Physical characteristics
- Source: Condamine River
- • location: at Surat
- • elevation: 274 m (899 ft)
- Mouth: Western branch becomes Culgoa River;; Eastern branch further splits into Bokhara River (west/right) and Narran River (left/east);
- • location: near Dirranbandi
- • coordinates: 28°43′27″S 148°03′6″E﻿ / ﻿28.72417°S 148.05167°E
- • elevation: 171 m (561 ft)
- Length: 479 km (298 mi)
- • average: 65 m^{3}/s (2,300 cu ft/s)

Basin features
- River system: Darling River, Murray-Darling basin
- • right: Maranoa River
- Reservoir: Lake Kajarabie

= Balonne River =

River in Queensland, Australia

The Balonne River, part of the Murray-Darling Basin system, is a short yet significant part of the inland river group of South West Queensland, Australia.

==Course and features==
The river is a continuation of the Condamine River. After flowing through Surat the river flows south south-westerly down through the E.J. Beardmore Dam (Lake Kajarabie). Passing through St George it continues in the same south-west direction, until about 20 km north of Dirranbandi, where it branches, with the western branch then being called the Culgoa River. The eastern branch continues on as the Balonne River through Dirranbandi. Shortly after flowing through Dirranbandi, the Balonne River again branches into the Bokhara River on the west side (the right side when going down stream) and the Narran River on the eastern (left) side. The Narran River flows into Narran Wetlands.
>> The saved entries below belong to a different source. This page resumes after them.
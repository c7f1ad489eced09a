//! Immediate metric emission
//!
//! `MetricsClient` writes one line per call with no buffering. Use it when
//! per-observation lines are wanted (short-lived functions, one-off events);
//! use [`Aggregator`](super::Aggregator) to collapse repeated observations.

use super::emitter::{Emitter, LineEmitter};
use super::error::MetricsError;
use super::key::{full_name, KeyResolver};
use super::types::{MetricKind, Number};
use crate::observability::MetricsConfig;
use std::fmt::Display;
use std::time::{Duration, Instant};

/// Emits each observation as soon as it is made
pub struct MetricsClient<E: Emitter = LineEmitter> {
    service_prefix: String,
    resolver: KeyResolver,
    emitter: E,
}

impl MetricsClient {
    pub fn new(service_prefix: impl Into<String>, stats_group: Option<&str>) -> Self {
        Self::with_emitter(service_prefix, stats_group, LineEmitter::stdout())
    }

    pub fn from_config(config: &MetricsConfig) -> Self {
        Self::new(config.service_prefix.clone(), config.stats_group.as_deref())
    }
}

impl<E: Emitter> MetricsClient<E> {
    pub fn with_emitter(
        service_prefix: impl Into<String>,
        stats_group: Option<&str>,
        emitter: E,
    ) -> Self {
        MetricsClient {
            service_prefix: service_prefix.into(),
            resolver: KeyResolver::new(stats_group),
            emitter,
        }
    }

    /// Count one occurrence
    pub fn incr(&self, metric_name: &str, tags: &[&str]) -> Result<String, MetricsError> {
        self.increment(metric_name, 1, tags)
    }

    /// Count `count` occurrences
    pub fn increment(
        &self,
        metric_name: &str,
        count: impl Into<Number>,
        tags: &[&str],
    ) -> Result<String, MetricsError> {
        self.send(MetricKind::Count, metric_name, &count.into(), tags)
    }

    /// Report a point-in-time value
    pub fn gauge(
        &self,
        metric_name: &str,
        value: impl Into<Number>,
        tags: &[&str],
    ) -> Result<String, MetricsError> {
        self.send(MetricKind::Gauge, metric_name, &value.into(), tags)
    }

    /// Report one sample of a distribution
    pub fn histogram(
        &self,
        metric_name: &str,
        value: impl Into<Number>,
        tags: &[&str],
    ) -> Result<String, MetricsError> {
        self.send(MetricKind::Histogram, metric_name, &value.into(), tags)
    }

    /// Report a duration in seconds as a histogram sample
    pub fn timing(
        &self,
        metric_name: &str,
        delta: Duration,
        tags: &[&str],
    ) -> Result<String, MetricsError> {
        self.histogram(metric_name, Number::from_duration(delta)?, tags)
    }

    /// Run `f`, then report its duration as a histogram sample
    pub fn time<T>(
        &self,
        metric_name: &str,
        tags: &[&str],
        f: impl FnOnce() -> T,
    ) -> Result<T, MetricsError> {
        let tags = self.resolver.display_tags(tags)?;

        let start = Instant::now();
        let result = f();
        let sample = Number::from_duration(start.elapsed())?;

        let name = full_name(&self.service_prefix, metric_name);
        self.emitter
            .emit(MetricKind::Histogram, &name, &sample, &tags)?;
        Ok(result)
    }

    /// Report one member of a unique-value set
    pub fn set(
        &self,
        metric_name: &str,
        member: &str,
        tags: &[&str],
    ) -> Result<String, MetricsError> {
        self.send(MetricKind::Set, metric_name, &member, tags)
    }

    fn send(
        &self,
        kind: MetricKind,
        metric_name: &str,
        value: &dyn Display,
        tags: &[&str],
    ) -> Result<String, MetricsError> {
        let tags = self.resolver.display_tags(tags)?;
        let name = full_name(&self.service_prefix, metric_name);
        self.emitter.emit(kind, &name, value, &tags)
    }
}
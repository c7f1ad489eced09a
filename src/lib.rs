pub mod metrics;
pub mod observability;

pub use metrics::{
    Aggregator, Emitter, LineEmitter, MetricKind, MetricsClient, MetricsError, Number,
};
pub use observability::MetricsConfig;
//! Key resolution for aggregation buckets
//!
//! A bucket is identified by its metric name plus the *set* of its tags.
//! The order the caller supplied is kept separately so emitted lines
//! reproduce it.
//!
//! Default tags (`group:<stats_group>`) are appended after the caller's
//! tags and take part in both the identity and the display order.

use super::error::InvalidTagsError;
use super::types::TagSet;

/// Tag identity plus the ordering to emit it with
#[derive(Debug, Clone, PartialEq, Eq)]
pub struct ResolvedKey {
    pub tag_set: TagSet,
    pub display: Vec<String>,
}

/// Turns caller tag collections into bucket keys
#[derive(Debug, Clone, Default)]
pub struct KeyResolver {
    default_tags: Vec<String>,
}

impl KeyResolver {
    /// Create a resolver, injecting `group:<stats_group>` into every key
    pub fn new(stats_group: Option<&str>) -> Self {
        KeyResolver {
            default_tags: stats_group
                .map(|group| vec![format!("group:{}", group)])
                .unwrap_or_default(),
        }
    }

    pub fn default_tags(&self) -> &[String] {
        &self.default_tags
    }

    /// Resolve caller tags into a bucket key.
    ///
    /// Fails if any tag repeats, counting the default tags.
    pub fn resolve(&self, tags: &[&str]) -> Result<ResolvedKey, InvalidTagsError> {
        let display: Vec<String> = tags
            .iter()
            .map(|t| t.to_string())
            .chain(self.default_tags.iter().cloned())
            .collect();
        let tag_set: TagSet = display.iter().cloned().collect();

        if tag_set.len() != display.len() {
            return Err(InvalidTagsError {
                duplicates: find_duplicates(&display),
                tags: display,
            });
        }

        Ok(ResolvedKey { tag_set, display })
    }

    /// Tags for an emission that is not aggregated
    pub fn display_tags(&self, tags: &[&str]) -> Result<Vec<String>, InvalidTagsError> {
        self.resolve(tags).map(|key| key.display)
    }
}

/// Join the service prefix and metric name: `<prefix>.<name>`
pub fn full_name(service_prefix: &str, metric_name: &str) -> String {
    format!("{}.{}", service_prefix, metric_name)
}

fn find_duplicates(tags: &[String]) -> Vec<String> {
    let mut duplicates: Vec<String> = Vec::new();
    for (i, tag) in tags.iter().enumerate() {
        if tags[..i].contains(tag) && !duplicates.contains(tag) {
            duplicates.push(tag.clone());
        }
    }
    duplicates
}

#[cfg(test)]
mod tests {
    use super::*;

    #[test]
    fn test_resolve_keeps_caller_order() {
        let resolver = KeyResolver::new(None);
        let key = resolver.resolve(&["b", "a"]).unwrap();

        let expected: TagSet = ["a", "b"].into_iter().collect();
        assert_eq!(key.display, vec!["b", "a"]);
        assert_eq!(key.tag_set, expected);
    }

    #[test]
    fn test_same_tags_same_key() {
        let resolver = KeyResolver::new(None);
        let key1 = resolver.resolve(&["a", "b"]).unwrap();
        let key2 = resolver.resolve(&["b", "a"]).unwrap();

        assert_eq!(key1.tag_set, key2.tag_set);
        assert_ne!(key1.display, key2.display);
    }

    #[test]
    fn test_different_tags_different_key() {
        let resolver = KeyResolver::new(None);
        let key1 = resolver.resolve(&["host:web01"]).unwrap();
        let key2 = resolver.resolve(&["host:web02"]).unwrap();

        assert_ne!(key1.tag_set, key2.tag_set);
    }

    #[test]
    fn test_no_tags() {
        let key = KeyResolver::new(None).resolve(&[]).unwrap();
        assert!(key.display.is_empty());
        assert!(key.tag_set.is_empty());
    }

    #[test]
    fn test_group_tag_appended() {
        let resolver = KeyResolver::new(Some("test_group"));
        let key = resolver.resolve(&["tag"]).unwrap();

        assert_eq!(key.display, vec!["tag", "group:test_group"]);
        assert!(key.tag_set.contains("group:test_group"));
        assert_eq!(resolver.default_tags(), ["group:test_group".to_string()]);
    }

    #[test]
    fn test_duplicate_tags_rejected() {
        let err = KeyResolver::new(None).resolve(&["a", "b", "a"]).unwrap_err();
        assert_eq!(err.duplicates, vec!["a"]);
        assert_eq!(err.tags, vec!["a", "b", "a"]);
    }

    #[test]
    fn test_caller_tag_colliding_with_group_rejected() {
        let resolver = KeyResolver::new(Some("g"));
        let err = resolver.resolve(&["group:g"]).unwrap_err();
        assert_eq!(err.duplicates, vec!["group:g"]);
    }

    #[test]
    fn test_full_name() {
        assert_eq!(full_name("test", "test_metric"), "test.test_metric");
    }
}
The Bokhara River joins with the Barwon River west of Brewarrina. The confluence of the Culgoa River (a western branch of the Balonne River) and the Barwon River (which includes a former central branch of the Balonne) forms the start of the Darling River.

The Balonne-Condamine catchment area is 136014 km2, of which an area of 603 km2 is composed of riverine wetlands and 559 km2 is estuarine wetlands.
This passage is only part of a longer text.